BJP leader Sushma Swaraj's husband is a practising lawyer
in the capital. But her detractors, hurt by her growing importance
in the party hierarchy, have latched on to the fact that her husband
invariably manages to get the brief of BJP state governments.
A hush-hush campaign in party has it that Sushma Swaraj herself lobbies for her husband's
appointment as the counsel
of BJP-ruled adminstrations. The propaganda may be malicious,
but the fact that the BJP governments have lost quite a few important
cases for which her husband was the counsel has given it a sharper
edge.
There was consternation in BJP circles at the recent
court order to transfer all polluting industries out of the capital
within seven days. They allege that the Delhi government's case
was not properly put across before the court.
Amar Singh's Tall Tales
The Samajwadi Party's high-profile general secretary, Amar Singh,
loves to brag. Maybe he does this to further burnish his image as a powerbroker. For it
is only as a powerbroker that
he has flourished and found Mulayam Singh Yadav relying on him
increasingly to pull his irons out of the fire in the capital's
murky political world.
Singh, a long time liaison man for the
Bharatiyas, claimed recently that he had emerged as the single most important leader of the
thakur community,
former prime ministers Chandra Shekhar and V P Singh, thakurs both,
please note), that he was responsible for giving over 25 thakurs
tickets in the recent UP assembly election and that of these 16 emerged
victorious.
He also claims that he is helping his friend Amitabh
Bachchan sort out his Miss World show problems. And that Prime
Minister H D Deve Gowda would join the Miss World pageant over dinner
in Bangalore thanks to his efforts. 'We will allow the
BJP government in UP to be formed for a short while and then have
(UP governor Romesh) Bhandari dismiss it. Yes, Bhandari is my man,' he was heard to boast.

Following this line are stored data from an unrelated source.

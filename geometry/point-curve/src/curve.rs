//! Piecewise linear point curves with normalized arc-time.
//!
//! A point curve is the control polygon of a cable or wire route. Before it
//! can be evaluated, [`PointCurve::finalize`] computes the normalized arc
//! length ("time") at every control point:
//!
//! ```text
//! time[0] = 0,  time[i] = time[i - 1] + |p[i] - p[i - 1]| / L,  time[n - 1] = 1
//! ```

use nalgebra::Point3;

use crate::{CurveError, Result, SegmentPoint, SegmentationResult};

#[cfg(feature = "serde")]
use serde::{Deserialize, Serialize};

/// Times closer than this to 0 or 1 snap to the first or last control point.
pub(crate) const TIME_EPSILON: f64 = 1.0e-6;

/// A piecewise linear curve through an ordered list of control points.
///
/// The curve also remembers the last successful segmentation, so owners can
/// reuse it while the control points are unchanged.
///
/// # Example
///
/// ```
/// use point_curve::PointCurve;
/// use nalgebra::Point3;
///
/// let mut curve = PointCurve::from_points([
///     Point3::new(0.0, 0.0, 0.0),
///     Point3::new(1.0, 0.0, 0.0),
///     Point3::new(1.0, 1.0, 0.0),
/// ]);
/// assert!(curve.finalize());
///
/// let corner = curve.evaluate(0.5)?;
/// assert!((corner.point.x - 1.0).abs() < 1e-10);
/// assert!(corner.point.y.abs() < 1e-10);
/// # Ok::<(), point_curve::CurveError>(())
/// ```
#[derive(Debug, Clone, PartialEq, Default)]
#[cfg_attr(feature = "serde", derive(Serialize, Deserialize))]
pub struct PointCurve {
    points: Vec<Point3<f64>>,
    times: Vec<f64>,
    last_result: SegmentationResult,
}

impl PointCurve {
    /// Create an empty curve.
    #[must_use]
    pub fn new() -> Self {
        Self::default()
    }

    /// Create a curve from control points. The curve is not finalized.
    #[must_use]
    pub fn from_points(points: impl IntoIterator<Item = Point3<f64>>) -> Self {
        Self {
            points: points.into_iter().collect(),
            ..Self::default()
        }
    }

    /// Control points of the curve.
    #[must_use]
    pub fn points(&self) -> &[Point3<f64>] {
        &self.points
    }

    /// Iterate the control points.
    pub fn iter(&self) -> std::slice::Iter<'_, Point3<f64>> {
        self.points.iter()
    }

    /// Number of control points.
    #[must_use]
    pub fn num_points(&self) -> usize {
        self.points.len()
    }

    /// Check if the curve has no control points.
    #[must_use]
    pub fn is_empty(&self) -> bool {
        self.points.is_empty()
    }

    /// Control point at `index`.
    #[must_use]
    pub fn point(&self, index: usize) -> Option<&Point3<f64>> {
        self.points.get(index)
    }

    /// Last control point.
    #[must_use]
    pub fn end_point(&self) -> Option<&Point3<f64>> {
        self.points.last()
    }

    /// Total length of the unsegmented curve, 0 for fewer than two points.
    #[must_use]
    pub fn total_length(&self) -> f64 {
        self.points.windows(2).map(|w| (w[1] - w[0]).norm()).sum()
    }

    /// Move the control point at `index`.
    ///
    /// # Errors
    ///
    /// Returns [`CurveError::IndexOutOfRange`] if `index` is outside the curve.
    pub fn set_point(&mut self, index: usize, point: Point3<f64>) -> Result<()> {
        let len = self.points.len();
        let slot = self
            .points
            .get_mut(index)
            .ok_or_else(|| CurveError::index_out_of_range(index, len))?;
        *slot = point;
        self.times.clear();
        Ok(())
    }

    /// Move the control points, in order, to `points`.
    ///
    /// Pairs points up to the shorter of the two sequences; the point
    /// count never changes. Use [`clear`](Self::clear) and
    /// [`add`](Self::add) to rebuild a curve.
    pub fn move_points(&mut self, points: impl IntoIterator<Item = Point3<f64>>) {
        for (slot, point) in self.points.iter_mut().zip(points) {
            *slot = point;
        }
        self.times.clear();
    }

    /// Append a control point.
    pub fn add(&mut self, point: Point3<f64>) {
        self.points.push(point);
        self.times.clear();
    }

    /// Insert a control point at `index`, shifting later points.
    ///
    /// # Errors
    ///
    /// Returns [`CurveError::IndexOutOfRange`] if `index > num_points()`.
    pub fn insert(&mut self, index: usize, point: Point3<f64>) -> Result<()> {
        if index > self.points.len() {
            return Err(CurveError::index_out_of_range(index, self.points.len()));
        }
        self.points.insert(index, point);
        self.times.clear();
        Ok(())
    }

    /// Remove the control point at `index`.
    ///
    /// # Errors
    ///
    /// Returns [`CurveError::IndexOutOfRange`] if `index` is outside the curve.
    pub fn remove_at(&mut self, index: usize) -> Result<Point3<f64>> {
        if index >= self.points.len() {
            return Err(CurveError::index_out_of_range(index, self.points.len()));
        }
        self.times.clear();
        Ok(self.points.remove(index))
    }

    /// Remove all control points.
    pub fn clear(&mut self) {
        self.points.clear();
        self.times.clear();
    }

    /// Last result stored by a successful [`find_segment_length`](Self::find_segment_length).
    #[must_use]
    pub fn last_successful_result(&self) -> SegmentationResult {
        self.last_result
    }

    /// Overwrite the stored result, e.g. to invalidate it.
    pub fn set_last_successful_result(&mut self, result: SegmentationResult) {
        self.last_result = result;
    }

    pub(crate) fn store_result(&mut self, result: SegmentationResult) {
        self.last_result = result;
    }

    /// Compute the arc-time table.
    ///
    /// Has to be called after the control points have changed and before
    /// the curve is evaluated, traversed or segmented.
    ///
    /// Returns false if the curve has fewer than two points or zero length.
    pub fn finalize(&mut self) -> bool {
        self.times.clear();

        let total_length = self.total_length();
        if self.points.len() < 2 || total_length <= 0.0 {
            return false;
        }

        self.times.reserve(self.points.len());
        let mut accumulated = 0.0;
        self.times.push(accumulated);
        for w in self.points.windows(2) {
            accumulated += (w[1] - w[0]).norm() / total_length;
            self.times.push(accumulated);
        }
        if let Some(last) = self.times.last_mut() {
            *last = 1.0;
        }

        true
    }

    /// Check if the arc-time table matches the current control points.
    #[must_use]
    pub fn is_finalized(&self) -> bool {
        self.points.len() >= 2 && self.times.len() == self.points.len()
    }

    /// Index of the control point at, or before, time `t`.
    ///
    /// Returns 0 for `t` near or below 0 and `num_points() - 1` for `t` near
    /// or above 1. Otherwise the index of the last control point whose time
    /// is strictly less than `t`.
    #[must_use]
    pub fn find_index(&self, t: f64) -> usize {
        if t <= TIME_EPSILON {
            return 0;
        }
        if t >= 1.0 - TIME_EPSILON {
            return self.points.len().saturating_sub(1);
        }
        self.times
            .partition_point(|&time| time < t)
            .saturating_sub(1)
    }

    /// Evaluate the curve at time `t`.
    ///
    /// Times beyond 1 extrapolate along the last curve segment.
    ///
    /// # Errors
    ///
    /// Returns [`CurveError::InsufficientPoints`] for fewer than two points
    /// and [`CurveError::NotFinalized`] if the arc-time table is stale.
    pub fn evaluate(&self, t: f64) -> Result<SegmentPoint> {
        if self.points.len() < 2 {
            return Err(CurveError::insufficient_points(2, self.points.len()));
        }
        if !self.is_finalized() {
            return Err(CurveError::NotFinalized {
                num_points: self.points.len(),
                num_times: self.times.len(),
            });
        }

        let index = self.find_index(t).min(self.points.len() - 2);
        let begin = self.points[index];
        let end = self.points[index + 1];
        let (t0, t1) = (self.times[index], self.times[index + 1]);

        let (local_time, point) = if t1 - t0 <= 0.0 {
            (1.0, end)
        } else {
            let local_time = (t - t0) / (t1 - t0);
            (local_time, begin + (end - begin) * local_time)
        };

        Ok(SegmentPoint {
            begin,
            end,
            point,
            local_time,
            time: t,
        })
    }
}

impl<'a> IntoIterator for &'a PointCurve {
    type Item = &'a Point3<f64>;
    type IntoIter = std::slice::Iter<'a, Point3<f64>>;

    fn into_iter(self) -> Self::IntoIter {
        self.iter()
    }
}
//! Core types for cable and wire routes: nodes, parent frames and routes.
//!
//! This crate provides the user-facing description of a cable or wire
//! before it is discretized for simulation.
//!
//! # Overview
//!
//! - **Frames**: Node poses, optionally relative to a shared, non-owned
//!   parent ([`Frame`], [`ParentTransform`])
//! - **Nodes**: Cable and wire waypoints ([`CableRouteNode`], [`WireRouteNode`])
//!   behind the common [`RouteNode`] trait
//! - **Routes**: Ordered, duplicate-free node sequences ([`Route`]) and
//!   their validation ([`ValidatedRoute`])
//!
//! # Example
//!
//! ```
//! use route_types::{CableRouteNode, ParentTransform, Route};
//! use nalgebra::{Isometry3, Point3, UnitQuaternion};
//! use point_curve::PointCurve;
//!
//! let anchor = ParentTransform::new("anchor", Isometry3::identity());
//!
//! let mut route = Route::new();
//! route.add(CableRouteNode::body_fixed(&anchor, Point3::origin(), UnitQuaternion::identity()))?;
//! route.add(CableRouteNode::free(Point3::new(0.0, 0.0, 1.0)))?;
//! route.add(CableRouteNode::free(Point3::new(0.0, 1.0, 1.0)))?;
//!
//! assert!((route.total_length() - 2.0).abs() < 1e-12);
//!
//! // Curves built from the route positions are synchronized with it
//! let curve = PointCurve::from_points(route.positions());
//! assert!(route.is_synchronized(&curve, 1e-4));
//! # Ok::<(), route_types::RouteError>(())
//! ```
//!
//! # Ownership
//!
//! Parents are shared through `Rc`; frames only keep a `Weak` reference.
//! Routes are single threaded and owned by the cable or wire they describe.
//!
//! # Feature Flags
//!
//! - `serde`: Enables serialization/deserialization of nodes and routes.
//!   Parent references are not serialized.

#![doc(html_root_url = "https://docs.rs/route-types/0.7.0")]
#![deny(clippy::unwrap_used, clippy::expect_used)]

pub mod cable_node;
pub mod error;
pub mod frame;
pub mod node;
pub mod route;
pub mod wire_node;

// Re-export main types at crate root for convenience
pub use cable_node::{AttachmentKind, CableAttachment, CableNodeType, CableRouteNode};
pub use error::RouteError;
pub use frame::{Frame, ParentTransform};
pub use node::{NodeId, RouteNode};
pub use route::{Route, ValidatedNode, ValidatedRoute};
pub use wire_node::{WireNodeType, WireRouteNode};

/// Result type for route operations.
pub type Result<T> = std::result::Result<T, RouteError>;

The poor fellow, however, is worried that the UP assembly may be dissolved
before it has an opportunity to send him to the Rajya Sabha. Bhandari
is trying to sort that out for him, he told an acquaintance
over a meal the other day.
Breach among the estates
At a recent VVIP wedding reception in the capital, politicians
came face to face with a couple of senior high court and Supreme
Court judges. Naturally, the talk veered round to judicial activism.
Surinder Singla, the Congress member of the Rajya Sabha, could
not restrain himself and accused the court of poaching into the
executive's domain. "Tell me one instance," protested one Supreme Court judge.
''Why, you extended the service of former
CBI chief K Vijaya Rama Rao by a month. Was that a judicial function?''
The judge thought it better than to entangle with a rough
and ready politician from the heart of Punjab.